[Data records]
----

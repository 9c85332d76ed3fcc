//! termbridge
//!
//! Serves an interactive shell over WebSocket, and attaches to one.

use std::path::{Path, PathBuf};
use std::time::Duration;

use clap::{Parser, Subcommand};
use termbridge::client;
use termbridge::config::Config;
use termbridge::pidfile::{get_pid_file_path, get_server_pid, remove_pid_file, write_pid_file};
use termbridge::server::TerminalServer;
use tokio_util::sync::CancellationToken;
use tracing_appender::non_blocking::WorkerGuard;
use tracing_subscriber::EnvFilter;

/// termbridge - relays a shell on a pseudo-terminal over WebSocket.
#[derive(Parser, Debug)]
#[command(name = "termbridge")]
#[command(version, about, long_about = None)]
pub struct Cli {
    /// Path to configuration file
    #[arg(short, long, global = true, value_name = "FILE")]
    pub config: Option<PathBuf>,

    /// Enable verbose logging
    #[arg(short, long, global = true)]
    pub verbose: bool,

    /// Subcommand to execute
    #[command(subcommand)]
    pub command: Commands,
}

/// Available commands.
#[derive(Subcommand, Debug, Clone)]
pub enum Commands {
    /// Start the terminal server in the foreground
    Start {
        /// Address to listen on (overrides config)
        #[arg(long, value_name = "ADDR")]
        bind: Option<String>,

        /// Shell to launch for each connection (overrides config)
        #[arg(long, value_name = "PATH")]
        shell: Option<String>,

        /// Write logs to this file instead of stderr
        #[arg(long, value_name = "FILE")]
        log_file: Option<PathBuf>,
    },

    /// Stop the running server
    Stop {
        /// Force immediate termination (SIGKILL)
        #[arg(long, short)]
        force: bool,

        /// Seconds to wait for the server to exit
        #[arg(long, default_value = "10")]
        timeout: u64,
    },

    /// Show server status
    Status,

    /// Attach this terminal to a server
    Attach {
        /// Server URL (defaults to the configured listen address)
        #[arg(long)]
        url: Option<String>,
    },
}

#[tokio::main]
async fn main() -> anyhow::Result<()> {
    let cli = Cli::parse();

    let mut config = if let Some(config_path) = &cli.config {
        Config::load(config_path)?
    } else {
        Config::load_default()?
    };
    config.apply_env_overrides();

    match cli.command {
        Commands::Start {
            bind,
            shell,
            log_file,
        } => {
            if let Some(bind) = bind {
                config.server.bind_addr = bind;
            }
            if let Some(shell) = shell {
                config.session.shell = shell;
            }
            config.validate()?;

            let _guard = init_tracing(&config, cli.verbose, log_file.as_deref())?;

            if let Some(pid) = get_server_pid() {
                eprintln!("Error: termbridge already running (PID: {})", pid);
                eprintln!();
                eprintln!("To stop the existing server, run:");
                eprintln!("  termbridge stop");
                std::process::exit(1);
            }

            run_server(config).await?;
        }
        Commands::Stop { force, timeout } => {
            let _guard = init_tracing(&config, cli.verbose, None)?;
            stop_server(force, Duration::from_secs(timeout)).await?;
        }
        Commands::Status => match get_server_pid() {
            Some(pid) => {
                println!("termbridge is running (PID: {})", pid);
                println!("  Listening on: {}", config.server.client_url()?);
            }
            None => {
                println!("termbridge is not running");
            }
        },
        Commands::Attach { url } => {
            // Logs would interleave with the remote terminal.
            let url = match url {
                Some(url) => url,
                None => config.server.client_url()?,
            };

            let code = match client::attach(&url).await {
                Ok(None) => 0,
                Ok(Some(notice)) => {
                    eprintln!("Server error: {}", notice);
                    1
                }
                Err(e) => {
                    eprintln!("Error: {:#}", e);
                    1
                }
            };
            // The stdin reader thread would otherwise keep the runtime alive.
            std::process::exit(code);
        }
    }

    Ok(())
}

/// Initializes tracing to stderr, or to `log_file` through a non-blocking writer.
fn init_tracing(
    config: &Config,
    verbose: bool,
    log_file: Option<&Path>,
) -> anyhow::Result<Option<WorkerGuard>> {
    let level = if verbose {
        "debug".to_string()
    } else {
        config.daemon.log_level.to_lowercase()
    };
    let filter = EnvFilter::try_from_default_env().unwrap_or_else(|_| EnvFilter::new(level));

    match log_file {
        Some(path) => {
            let directory = path
                .parent()
                .filter(|dir| !dir.as_os_str().is_empty())
                .unwrap_or_else(|| Path::new("."));
            let file_name = path
                .file_name()
                .ok_or_else(|| anyhow::anyhow!("Invalid log file path: {}", path.display()))?;

            std::fs::create_dir_all(directory)?;
            let appender = tracing_appender::rolling::never(directory, file_name);
            let (writer, guard) = tracing_appender::non_blocking(appender);

            tracing_subscriber::fmt()
                .with_env_filter(filter)
                .with_writer(writer)
                .with_ansi(false)
                .init();
            Ok(Some(guard))
        }
        None => {
            tracing_subscriber::fmt().with_env_filter(filter).init();
            Ok(None)
        }
    }
}

/// Runs the server until SIGINT or SIGTERM.
async fn run_server(config: Config) -> anyhow::Result<()> {
    let server = TerminalServer::bind(&config).await?;
    let addr = server.local_addr()?;

    let pid_path = get_pid_file_path();
    write_pid_file(&pid_path)?;

    tracing::info!(
        addr = %addr,
        path = %config.server.path,
        shell = %config.session.shell,
        max_sessions = config.server.max_sessions,
        "termbridge starting"
    );

    let shutdown = CancellationToken::new();
    let serve = tokio::spawn(server.run(shutdown.clone()));

    wait_for_shutdown_signal().await?;
    tracing::info!("Received shutdown signal");
    shutdown.cancel();

    let result = match serve.await {
        Ok(result) => result,
        Err(e) => Err(anyhow::anyhow!("Server task failed: {}", e)),
    };

    remove_pid_file(&pid_path);
    tracing::info!("termbridge stopped");
    result
}

/// Wait for a shutdown signal (SIGTERM or SIGINT).
async fn wait_for_shutdown_signal() -> anyhow::Result<()> {
    use tokio::signal::unix::{signal, SignalKind};

    let mut sigterm = signal(SignalKind::terminate())?;
    let mut sigint = signal(SignalKind::interrupt())?;

    tokio::select! {
        _ = sigterm.recv() => {
            tracing::info!("Received SIGTERM");
        }
        _ = sigint.recv() => {
            tracing::info!("Received SIGINT");
        }
    }
    Ok(())
}

/// Signals the running server and waits for it to exit.
async fn stop_server(force: bool, timeout: Duration) -> anyhow::Result<()> {
    use nix::sys::signal::{kill, Signal};
    use nix::unistd::Pid;

    let Some(pid) = get_server_pid() else {
        anyhow::bail!("termbridge is not running");
    };

    let signal = if force { Signal::SIGKILL } else { Signal::SIGTERM };
    let raw = i32::try_from(pid).map_err(|_| anyhow::anyhow!("Invalid PID: {}", pid))?;
    kill(Pid::from_raw(raw), signal)
        .map_err(|e| anyhow::anyhow!("Failed to signal termbridge (PID {}): {}", pid, e))?;
    println!("Sent {:?} to termbridge (PID {})", signal, pid);

    let start = std::time::Instant::now();
    while start.elapsed() < timeout {
        if !termbridge::pidfile::is_process_running(pid) {
            // A killed server cannot remove its own PID file.
            let _ = std::fs::remove_file(get_pid_file_path());
            println!("termbridge stopped");
            return Ok(());
        }
        tokio::time::sleep(Duration::from_millis(200)).await;
    }

    anyhow::bail!(
        "Timeout waiting for termbridge to exit ({}s)",
        timeout.as_secs()
    )
}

----

• [About this exercise] All lines from the one with "while start.elapsed() <" to the end of the entries above are to be written out exactly, the first and last included.

• [Answer space]
    while start.elapsed() < timeout {
        if !termbridge::pidfile::is_process_running(pid) {
            // A killed server cannot remove its own PID file.
            let _ = std::fs::remove_file(get_pid_file_path());
            println!("termbridge stopped");
            return Ok(());
        }
        tokio::time::sleep(Duration::from_millis(200)).await;
    }

    anyhow::bail!(
        "Timeout waiting for termbridge to exit ({}s)",
        timeout.as_secs()
    )
}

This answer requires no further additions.